Stored data entries
###
use crate::auth::{CurrentUser, MaybeUser};
use crate::db::DbConnection;
use crate::types::*;
use crate::users::models::User;
use log::info;
use rocket::serde::json::Json;
use serde::Serialize;

#[derive(Debug, Serialize)]
pub struct ProfileResponse {
    profile: Profile,
}

#[derive(Debug, Clone, PartialEq, Serialize)]
pub struct Profile {
    pub username: String,
    pub bio: Option<String>,
    pub image: Option<String>,
    pub following: bool,
}

fn load_profile_owner(name: &str, connection: &mut DbConnection) -> Result<User, ApiError> {
    User::load_by_name(name, connection)?
        .ok_or_else(|| ApiError::not_found("profile", "Invalid username"))
}

#[get("/profiles/<name>")]
pub fn profile(viewer: MaybeUser, mut connection: DbConnection, name: &str) -> ApiResult<ProfileResponse> {
    let viewer = viewer?.0;
    let user = load_profile_owner(name, &mut connection)?;
    let following = match viewer {
        Some(current) => current.is_following(user.id, &mut connection)?,
        None => false,
    };

    Ok(Json(ProfileResponse {
        profile: user.profile(following),
    }))
}

#[post("/profiles/<name>/follow")]
pub fn follow(current_user: CurrentUser, mut connection: DbConnection, name: &str) -> ApiResult<ProfileResponse> {
    let current = current_user?;
    let followed = load_profile_owner(name, &mut connection)?;
    if followed.id == current.id {
        return Err(FieldErrors::from("profile", "cannot follow yourself").into());
    }
    current.follow(&followed, &mut connection)?;
    info!("{} follows {}", current.username, followed.username);

    Ok(Json(ProfileResponse {
        profile: followed.profile(true),
    }))
}

#[delete("/profiles/<name>/follow")]
pub fn unfollow(current_user: CurrentUser, mut connection: DbConnection, name: &str) -> ApiResult<ProfileResponse> {
    let current = current_user?;
    let followed = load_profile_owner(name, &mut connection)?;
    current.unfollow(&followed, &mut connection)?;
    info!("{} unfollows {}", current.username, followed.username);

    Ok(Json(ProfileResponse {
        profile: followed.profile(false),
    }))
}
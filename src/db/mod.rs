use crate::config::Config;
use crate::errors::*;
use diesel::connection::SimpleConnection;
use diesel::r2d2::{self, ConnectionManager, CustomizeConnection};
use diesel::sqlite::SqliteConnection;
use diesel_migrations::{embed_migrations, EmbeddedMigrations, MigrationHarness};
use log::info;
use rocket::http::Status;
use rocket::request::{self, FromRequest};
use rocket::{Request, State};
use std::ops::{Deref, DerefMut};

pub mod schema;

pub const MIGRATIONS: EmbeddedMigrations = embed_migrations!("migrations");

// An alias to the type for a pool of Diesel SQLite connections.
pub type Pool = r2d2::Pool<ConnectionManager<SqliteConnection>>;

pub struct DbConnection(pub r2d2::PooledConnection<ConnectionManager<SqliteConnection>>);

/// Applied to every connection the pool hands out; SQLite keeps these per connection.
#[derive(Debug, Clone, Copy)]
struct ConnectionOptions;

impl CustomizeConnection<SqliteConnection, r2d2::Error> for ConnectionOptions {
    fn on_acquire(&self, conn: &mut SqliteConnection) -> std::result::Result<(), r2d2::Error> {
        conn.batch_execute("PRAGMA foreign_keys = ON; PRAGMA busy_timeout = 5000;")
            .map_err(r2d2::Error::QueryError)
    }
}

/// Attempts to retrieve a single connection from the managed database pool. If
/// no pool is currently managed, fails with an `InternalServerError` status. If
/// no connections are available, fails with a `ServiceUnavailable` status.
#[rocket::async_trait]
impl<'r> FromRequest<'r> for DbConnection {
    type Error = ();

    async fn from_request(request: &'r Request<'_>) -> request::Outcome<DbConnection, ()> {
        let pool = match request.guard::<&State<Pool>>().await {
            request::Outcome::Success(pool) => pool,
            _ => return request::Outcome::Error((Status::InternalServerError, ())),
        };
        match pool.get() {
            Ok(conn) => request::Outcome::Success(DbConnection(conn)),
            Err(_) => request::Outcome::Error((Status::ServiceUnavailable, ())),
        }
    }
}

// For the convenience of using an &DbConnection as an &SqliteConnection.
impl Deref for DbConnection {
    type Target = SqliteConnection;

    fn deref(&self) -> &Self::Target {
        &self.0
    }
}

impl DerefMut for DbConnection {
    fn deref_mut(&mut self) -> &mut Self::Target {
        &mut self.0
    }
}

pub fn init_pool(config: &Config) -> Result<Pool> {
    let manager = ConnectionManager::<SqliteConnection>::new(config.database_url.as_str());
    let pool = r2d2::Pool::builder()
        .max_size(config.pool_size)
        .connection_customizer(Box::new(ConnectionOptions))
        .build(manager)?;
    Ok(pool)
}

pub fn run_migrations(pool: &Pool) -> Result<()> {
    let mut conn = pool.get()?;
    let applied = conn
        .run_pending_migrations(MIGRATIONS)
        .map_err(|e| ErrorKind::Migration(e.to_string()))?;
    if !applied.is_empty() {
        info!("applied {} database migration(s)", applied.len());
    }
    Ok(())
}
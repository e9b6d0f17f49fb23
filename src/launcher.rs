//! Application launcher module.
//!
//! This module starts the resolved command line in the background through
//! `/bin/sh`, so templates may use `$0`, pipes, variable assignments and
//! builtins.

use anyhow::{Context, Result};
use std::process::Stdio;
use tokio::process::Command;
use tracing::debug;

/// Shell used to interpret command templates.
const SHELL: &str = "/bin/sh";

/// Launches `command` for `target` without waiting for the application.
///
/// Runs `/bin/sh -c "<command> &" <target>`, so the target is the shell's
/// `$0`. Only the short-lived shell is waited for. The resolved command is
/// echoed to stderr first.
///
/// # Returns
/// * `Ok(())` once the shell has put the application in the background
/// * `Err(_)` if the shell could not be started or rejected the template
pub async fn launch(target: &str, command: &str) -> Result<()> {
    eprintln!("{}", command);

    if command.trim().is_empty() {
        anyhow::bail!("No command to launch");
    }

    debug!(command, "launching through {}", SHELL);
    let status = Command::new(SHELL)
        .arg("-c")
        .arg(format!("{} &", command))
        .arg(target)
        .stdin(Stdio::null())
        .status()
        .await
        .with_context(|| format!("Failed to launch {}", command))?;

    if !status.success() {
        anyhow::bail!("{} exited with {} while launching {}", SHELL, status, command);
    }

    Ok(())
}
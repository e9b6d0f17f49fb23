//! Error types for configuration loading and application lookup.

use std::path::PathBuf;
use thiserror::Error;

/// Errors that can occur while loading `~/.no-xdg-open`.
#[derive(Debug, Error)]
pub enum ConfigError {
    /// `HOME` is unset, so the dotfile cannot be located
    #[error("HOME is not set")]
    MissingHome,

    /// The file is missing or unreadable
    #[error("cannot read {}", path.display())]
    Read {
        path: PathBuf,
        #[source]
        source: std::io::Error,
    },

    /// The document is not valid TOML
    #[error("malformed document")]
    Parse(#[from] toml::de::Error),

    /// A known group holds something other than a table
    #[error("configuration groups must be tables (group '{group}')")]
    NotATable { group: String },

    /// A leaf value is not a string
    #[error("configuration values must be strings ({group}.{key})")]
    NonString { group: String, key: String },

    /// A key under `[patterns]` is not a valid regular expression
    #[error("invalid pattern '{pattern}'")]
    InvalidPattern {
        pattern: String,
        #[source]
        source: regex::Error,
    },
}

/// Raised when no rule in the configuration matches the target.
#[derive(Debug, Error)]
#[error("Couldn't find a way to open {target}")]
pub struct NotFound {
    pub target: String,
}
//! Configuration management module for no-xdg-open.
//!
//! This module loads `~/.no-xdg-open` and partitions it into the three
//! mappings the resolver works from: application command templates, a flat
//! lookup table of protocols, MIME types and extensions, and an ordered list
//! of regex patterns.

use crate::error::ConfigError;
use regex::Regex;
use std::collections::HashMap;
use std::fs;
use std::path::{Path, PathBuf};
use toml::{Table, Value};
use tracing::debug;

/// File name of the configuration dotfile inside `$HOME`.
pub const CONFIG_FILE_NAME: &str = ".no-xdg-open";

/// Root configuration built once per run.
#[derive(Debug, Default)]
pub struct Config {
    /// Map of application names to command-line templates
    pub applications: HashMap<String, String>,
    /// Protocol prefixes, MIME types and extensions mapped to application names
    pub lookup: HashMap<String, String>,
    /// Patterns in declaration order, each mapped to an application name
    pub patterns: Vec<(Regex, String)>,
}

impl Config {
    /// Loads configuration from the given file.
    pub fn load(path: &Path) -> Result<Self, ConfigError> {
        let text = fs::read_to_string(path).map_err(|source| ConfigError::Read {
            path: path.to_path_buf(),
            source,
        })?;

        let config = Self::from_toml_str(&text)?;
        debug!(
            path = %path.display(),
            applications = config.applications.len(),
            lookup = config.lookup.len(),
            patterns = config.patterns.len(),
            "configuration loaded"
        );
        Ok(config)
    }

    /// Parses a configuration document.
    ///
    /// Groups are visited in document order, so a key repeated across
    /// `protocols`, `mimes` and `extensions` keeps the last value seen.
    /// Unrecognised groups are ignored.
    pub fn from_toml_str(text: &str) -> Result<Self, ConfigError> {
        let document: Table = toml::from_str(text)?;
        let mut config = Self::default();

        for (group, entries) in &document {
            match group.as_str() {
                "applications" => {
                    for (name, command) in string_entries(group, entries)? {
                        config.applications.insert(name, command);
                    }
                }
                "protocols" | "mimes" | "extensions" => {
                    for (key, app) in string_entries(group, entries)? {
                        config.lookup.insert(key, app);
                    }
                }
                "patterns" => {
                    for (pattern, app) in string_entries(group, entries)? {
                        let regex = Regex::new(&pattern)
                            .map_err(|source| ConfigError::InvalidPattern { pattern, source })?;
                        config.patterns.push((regex, app));
                    }
                }
                _ => debug!(group = %group, "ignoring unknown configuration group"),
            }
        }

        Ok(config)
    }

    /// Returns the path to the configuration file, `$HOME/.no-xdg-open`.
    pub fn config_path() -> Result<PathBuf, ConfigError> {
        let home = std::env::var_os("HOME")
            .filter(|home| !home.is_empty())
            .ok_or(ConfigError::MissingHome)?;
        Ok(PathBuf::from(home).join(CONFIG_FILE_NAME))
    }
}

/// Collects a group's entries, rejecting anything that isn't a string.
fn string_entries(group: &str, entries: &Value) -> Result<Vec<(String, String)>, ConfigError> {
    let Value::Table(table) = entries else {
        return Err(ConfigError::NotATable {
            group: group.to_string(),
        });
    };

    table
        .iter()
        .map(|(key, value)| match value {
            Value::String(s) => Ok((key.clone(), s.clone())),
            _ => Err(ConfigError::NonString {
                group: group.to_string(),
                key: key.clone(),
            }),
        })
        .collect()
}
//! MIME type detection through the `file` utility.

use anyhow::{Context, Result};
use std::path::Path;
use tokio::process::Command;

/// Path of the classification utility.
const FILE_UTILITY: &str = "/usr/bin/file";

/// Classifies a local file and returns its MIME type, e.g. `application/pdf`.
///
/// Targets that are not local paths (URLs, typos) fail without running the
/// utility at all.
pub async fn detect_mime(target: &str) -> Result<String> {
    if !Path::new(target).exists() {
        anyhow::bail!("'{}' is not a local file", target);
    }

    let output = Command::new(FILE_UTILITY)
        .args(["--mime-type", "-b", target])
        .output()
        .await
        .with_context(|| format!("Failed to execute {}", FILE_UTILITY))?;

    if !output.status.success() {
        let stderr = String::from_utf8_lossy(&output.stderr);
        anyhow::bail!("{} failed on '{}': {}", FILE_UTILITY, target, stderr.trim());
    }

    let mime = String::from_utf8_lossy(&output.stdout).trim().to_string();
    if mime.is_empty() {
        anyhow::bail!("{} printed no MIME type for '{}'", FILE_UTILITY, target);
    }
    Ok(mime)
}

#[cfg(test)]
mod tests {
    use super::*;

    #[tokio::test]
    async fn text_file_is_classified() {
        if !Path::new(FILE_UTILITY).exists() {
            return;
        }
        let dir = tempfile::tempdir().unwrap();
        let path = dir.path().join("notes.txt");
        std::fs::write(&path, "shopping list\nmilk\neggs\n").unwrap();

        let mime = detect_mime(path.to_str().unwrap()).await.unwrap();
        assert_eq!(mime, "text/plain");
    }

    #[tokio::test]
    async fn urls_are_not_probed() {
        assert!(detect_mime("https://example.com/doc.pdf").await.is_err());
    }

    #[tokio::test]
    async fn missing_files_are_not_probed() {
        let dir = tempfile::tempdir().unwrap();
        let missing = dir.path().join("nothing-here.txt");
        assert!(detect_mime(missing.to_str().unwrap()).await.is_err());
    }
}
###
Each line containing the word "CurrentUser" needs to be copied from the data above.

use crate::auth::{CurrentUser, MaybeUser};
pub fn follow(current_user: CurrentUser, mut connection: DbConnection, name: &str) -> ApiResult<ProfileResponse> {
pub fn unfollow(current_user: CurrentUser, mut connection: DbConnection, name: &str) -> ApiResult<ProfileResponse> {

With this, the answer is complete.